News Release

Think global, act local goes for e-commerce, too

Peer-Reviewed Publication

Journal of Retailing at New York University

Taking an e-commerce business global isn't just a matter of translating the text and product details into the local language and measurement scale, a new meta-analysis of e-excellence points out. Almost every aspect of an online business must be adjusted to local culture, regulatory environment, and industry-specific factors, according to a paper to be published in the December 2015 issue of the Journal of Retailing.

In "E-Service Quality: A Meta-Analytic Review," Marketing Professor Markus Blut of Newcastle University's Business School, doctoral candidate Nivriti Chowdhry and Marketing Professor Vikas Mittal of Rice University, and Marketing Professor Christian Brock of the University of Rostock undertook an overview that spanned 15 years of research on the topic of e-commerce. Their goal was to develop a conceptual framework, relating different components of e-service quality to its outcome that could serve as guidance to online marketers.
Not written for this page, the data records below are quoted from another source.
//! Item-entry form page object

use std::time::Duration;

use chromiumoxide::Page;

use crate::error::HarnessResult;
use crate::pages::locator::{Locator, Selector};

/// The form used to create new items: an input box, an "Add Item" control,
/// and a "Clear" control.
pub struct AddItemForm {
    input: Locator,
    add_button: Locator,
    clear_button: Locator,
}

impl AddItemForm {
    pub fn new(page: &Page, timeout: Duration) -> Self {
        Self {
            input: Locator::new(page, Selector::css("#formAddTodoItem"), timeout),
            add_button: Locator::new(page, Selector::css_with_text("button", "Add Item"), timeout),
            clear_button: Locator::new(page, Selector::css_with_text("button", "Clear"), timeout),
        }
    }

    /// Wait until the input, submit control, and clear control are all
    /// visible. Failing to appear within the bound fails the test.
    pub async fn is_loaded(&self) -> HarnessResult<()> {
        self.input.wait_until_visible().await?;
        self.add_button.wait_until_visible().await?;
        self.clear_button.wait_until_visible().await?;
        Ok(())
    }

    /// Type the description, then trigger submission.
    pub async fn add_item(&self, description: &str) -> HarnessResult<()> {
        self.input.type_text(description).await?;
        self.add_button.click().await
    }

    /// Trigger the clear action.
    pub async fn clear(&self) -> HarnessResult<()> {
        self.clear_button.click().await
    }
}
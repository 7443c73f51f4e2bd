//! Page object model for the rendered UI
//!
//! Three cooperating objects, each wrapping a region of the page with
//! operations phrased as user-observable actions: the item-entry form, the
//! results table, and the application shell composing them. All element
//! access goes through the bounded-wait [`locator::Locator`] abstraction.

pub mod add_item_form;
pub mod locator;
pub mod todo_list_app;
pub mod todo_list_table;

pub use add_item_form::AddItemForm;
pub use locator::{Locator, Selector};
pub use todo_list_app::TodoListApp;
pub use todo_list_table::TodoListTable;
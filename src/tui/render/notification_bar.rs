use ratatui::Frame;
use ratatui::layout::Rect;
use ratatui::style::{Modifier, Style};
use ratatui::text::{Line, Span};
use ratatui::widgets::Paragraph;

use crate::tui::app::App;
use crate::util::unicode;

/// The single transient message row. Blank when nothing is showing.
pub fn render_notification_bar(frame: &mut Frame, app: &App, area: Rect) {
    let bg = app.theme.background;
    let width = area.width as usize;

    let line = match app.notification() {
        Some(note) => {
            let accent = app.theme.notification_color(note.kind);
            let text = unicode::truncate_to_width(&note.text, width.saturating_sub(3));
            Line::from(vec![
                Span::styled(" \u{258C}", Style::default().fg(accent).bg(bg)), // ▌ accent bar
                Span::styled(
                    text,
                    Style::default()
                        .fg(accent)
                        .bg(bg)
                        .add_modifier(Modifier::BOLD),
                ),
            ])
        }
        None => Line::from(Span::styled(" ".repeat(width), Style::default().bg(bg))),
    };

    frame.render_widget(Paragraph::new(line).style(Style::default().bg(bg)), area);
}
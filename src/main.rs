use clap::Parser;
use optodo::cli::commands::Cli;
use optodo::cli::handlers;

fn main() {
    let cli = Cli::parse();
    if let Err(e) = handlers::dispatch(cli) {
        eprintln!("error: {}", e);
        std::process::exit(1);
    }
}
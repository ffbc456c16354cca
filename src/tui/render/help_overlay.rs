use ratatui::Frame;
use ratatui::layout::Rect;
use ratatui::style::{Modifier, Style};
use ratatui::text::{Line, Span};
use ratatui::widgets::{Block, Borders, Clear, Paragraph};

use crate::tui::app::App;

use super::helpers::centered_rect;

/// Render the help overlay (toggled with ?)
pub fn render_help_overlay(frame: &mut Frame, app: &App, area: Rect) {
    let overlay_area = centered_rect(60, 80, area);
    frame.render_widget(Clear, overlay_area);

    let bg = app.theme.background;
    let key_style = Style::default()
        .fg(app.theme.highlight)
        .bg(bg)
        .add_modifier(Modifier::BOLD);
    let desc_style = Style::default().fg(app.theme.text).bg(bg);
    let header_style = Style::default()
        .fg(app.theme.text_bright)
        .bg(bg)
        .add_modifier(Modifier::BOLD);

    let mut lines: Vec<Line> = Vec::new();
    lines.push(Line::from(Span::styled(" Key Bindings", header_style)));
    lines.push(Line::from(""));

    lines.push(Line::from(Span::styled(" List", header_style)));
    add_binding(&mut lines, " \u{2191}\u{2193}/jk", "Move cursor", key_style, desc_style);
    add_binding(&mut lines, " g/G", "First / last task", key_style, desc_style);
    add_binding(&mut lines, " Space/x", "Toggle completed", key_style, desc_style);
    add_binding(&mut lines, " e/Enter", "Rename task", key_style, desc_style);
    add_binding(&mut lines, " d/Del", "Delete task", key_style, desc_style);
    add_binding(&mut lines, " a/i", "Add a task", key_style, desc_style);
    lines.push(Line::from(""));

    lines.push(Line::from(Span::styled(" Editing", header_style)));
    add_binding(&mut lines, " Enter", "Save", key_style, desc_style);
    add_binding(&mut lines, " Esc", "Reset draft / leave add box", key_style, desc_style);
    add_binding(&mut lines, " \u{2191}\u{2193}", "Rename previous / next", key_style, desc_style);
    add_binding(&mut lines, " Ctrl+U", "Clear to start", key_style, desc_style);
    lines.push(Line::from(""));

    add_binding(&mut lines, " ?", "Close help", key_style, desc_style);
    add_binding(&mut lines, " q/Ctrl+C", "Quit", key_style, desc_style);

    let block = Block::default()
        .borders(Borders::ALL)
        .border_style(Style::default().fg(app.theme.dim).bg(bg))
        .style(Style::default().bg(bg));

    let paragraph = Paragraph::new(lines)
        .block(block)
        .style(Style::default().bg(bg));

    frame.render_widget(paragraph, overlay_area);
}

fn add_binding<'a>(
    lines: &mut Vec<Line<'a>>,
    key: &'a str,
    desc: &'a str,
    key_style: Style,
    desc_style: Style,
) {
    let key_width = 14;
    let padded_key = format!("{:<width$}", key, width = key_width);
    lines.push(Line::from(vec![
        Span::styled(padded_key, key_style),
        Span::styled(desc, desc_style),
    ]));
}
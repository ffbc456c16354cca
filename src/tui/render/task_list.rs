use ratatui::Frame;
use ratatui::layout::Rect;
use ratatui::style::{Modifier, Style};
use ratatui::text::{Line, Span};
use ratatui::widgets::Paragraph;

use crate::model::Task;
use crate::tui::app::{App, Mode};
use crate::util::unicode;

use super::helpers::{scroll_to_cursor, spans_width};

pub const EMPTY_MESSAGE: &str = "No tasks yet. Time to stay organized.";
pub const EDIT_PLACEHOLDER: &str = "Edit task...";

/// Render the task list, scrolling to keep the cursor visible
pub fn render_task_list(frame: &mut Frame, app: &mut App, area: Rect) {
    let bg = app.theme.background;

    if app.store.is_empty() {
        let empty = Paragraph::new(format!(" {}", EMPTY_MESSAGE))
            .style(Style::default().fg(app.theme.dim).bg(bg));
        frame.render_widget(empty, area);
        return;
    }

    let visible_height = area.height as usize;
    app.clamp_cursor();
    if visible_height == 0 {
        app.scroll_offset = app.scroll_offset.min(app.cursor);
        return;
    }
    app.scroll_offset = scroll_to_cursor(app.scroll_offset, app.cursor, visible_height);

    let app: &App = app;
    let width = area.width as usize;
    let scroll = app.scroll_offset;
    let end = app.store.total().min(scroll + visible_height);

    let lines: Vec<Line> = app.store.tasks()[scroll..end]
        .iter()
        .enumerate()
        .map(|(i, task)| render_task_line(app, task, scroll + i == app.cursor, width))
        .collect();

    frame.render_widget(Paragraph::new(lines).style(Style::default().bg(bg)), area);
}

fn render_task_line<'a>(app: &'a App, task: &'a Task, is_cursor: bool, width: usize) -> Line<'a> {
    let bg = app.theme.background;
    let row_bg = if is_cursor { app.theme.selection_bg } else { bg };
    let mut spans: Vec<Span> = Vec::new();

    // Column 0: cursor accent bar
    if is_cursor {
        spans.push(Span::styled(
            "\u{258E}",
            Style::default().fg(app.theme.highlight).bg(row_bg),
        ));
    } else {
        spans.push(Span::styled(" ", Style::default().bg(bg)));
    }

    let checkbox_color = if task.completed {
        app.theme.green
    } else {
        app.theme.text
    };
    spans.push(Span::styled(
        format!("{} ", task.checkbox()),
        Style::default().fg(checkbox_color).bg(row_bg),
    ));

    let editing = app.mode == Mode::Edit && app.edit.is_editing(task.id);
    if editing {
        let draft = app.edit.draft();
        let cursor = app.edit_cursor.min(draft.len());
        let (before, after) = draft.split_at(cursor);
        let text_style = Style::default()
            .fg(app.theme.text_bright)
            .bg(row_bg)
            .add_modifier(Modifier::UNDERLINED);
        spans.push(Span::styled(before, text_style));
        spans.push(Span::styled(
            "\u{258C}",
            Style::default().fg(app.theme.highlight).bg(row_bg),
        ));
        spans.push(Span::styled(after, text_style));
        if draft.is_empty() {
            spans.push(Span::styled(
                EDIT_PLACEHOLDER,
                Style::default().fg(app.theme.dim).bg(row_bg),
            ));
        }
    } else {
        let title_style = if task.completed {
            Style::default()
                .fg(app.theme.dim)
                .bg(row_bg)
                .add_modifier(Modifier::CROSSED_OUT)
        } else if is_cursor {
            Style::default()
                .fg(app.theme.text_bright)
                .bg(row_bg)
                .add_modifier(Modifier::BOLD)
        } else {
            Style::default().fg(app.theme.text_bright).bg(row_bg)
        };
        let available = width.saturating_sub(spans_width(&spans));
        spans.push(Span::styled(
            unicode::truncate_to_width(&task.title, available),
            title_style,
        ));
    }

    // Pad cursor line so the highlight spans the full width
    if is_cursor {
        let used = spans_width(&spans);
        spans.push(Span::styled(
            unicode::padding(used, width),
            Style::default().bg(row_bg),
        ));
    }

    Line::from(spans)
}
use crate::cli::commands::Cli;
use crate::io::config_io::{config_to_string, load_config};
use crate::io::logging::init_logging;

/// Resolve config and logging, then print the config or launch the TUI
pub fn dispatch(cli: Cli) -> Result<(), Box<dyn std::error::Error>> {
    init_logging(cli.log_file.as_deref())?;

    let cwd = std::env::current_dir()?;
    let config = load_config(cli.config.as_deref(), &cwd)?;
    tracing::debug!(?config, "config loaded");

    if cli.print_config {
        print!("{}", config_to_string(&config)?);
        return Ok(());
    }

    crate::tui::run(&config)
}
use ratatui::Frame;
use ratatui::layout::Rect;
use ratatui::style::{Modifier, Style};
use ratatui::text::{Line, Span};
use ratatui::widgets::Paragraph;

use crate::tui::app::App;

pub const TITLE: &str = "Operational To-Dos";

/// Title and "N of M completed" summary
pub fn render_header(frame: &mut Frame, app: &App, area: Rect) {
    let bg = app.theme.background;
    let title_style = Style::default()
        .fg(app.theme.text_bright)
        .bg(bg)
        .add_modifier(Modifier::BOLD);
    let summary = format!(
        " {} of {} completed",
        app.store.completed_count(),
        app.store.total()
    );

    let lines = vec![
        Line::from(Span::styled(format!(" {}", TITLE), title_style)),
        Line::from(Span::styled(summary, Style::default().fg(app.theme.dim).bg(bg))),
    ];
    frame.render_widget(Paragraph::new(lines).style(Style::default().bg(bg)), area);
}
The authors analyzed the impact of e-service quality on three key outcomes: customer satisfaction, repurchase intentions, and word of mouth. They considered four dimensions to quality: website design, fulfillment, customer service, and security/privacy. How those dimensions stacked up in different countries, they found, was a function of the local culture - whether independent or collectivist, trusting or prone to avoid uncertainty, and how the population views itself in relation to power. The relative importance of the four quality dimensions identified by the authors varied according to which of these cultural attributes dominated in the local market, as well as to the regulatory environment and the industry-specific context.

For instance, power distance, as established by Dutch social psychologist Geert Hofstede, is the extent to which people expect and accept inequality in a system - and accept rather than challenge a well-defined hierarchy. If people feel distant from power, the authors found, consumers expect and need structure, well-defined social roles, and security. "Such an expectation," the authors wrote, "exists from both individuals and institutions, public and private, deemed more powerful. E-service providers may be such institutions," in which case the dimension of security, for example, becomes relatively more important.

Says Professor Blut: "E-service quality, while a globally relevant construct, should be carefully interpreted and implemented with a local mindset. Understanding a country's cultural values can enable managers to better position themselves for improving overall e-service quality, and thus its outcomes."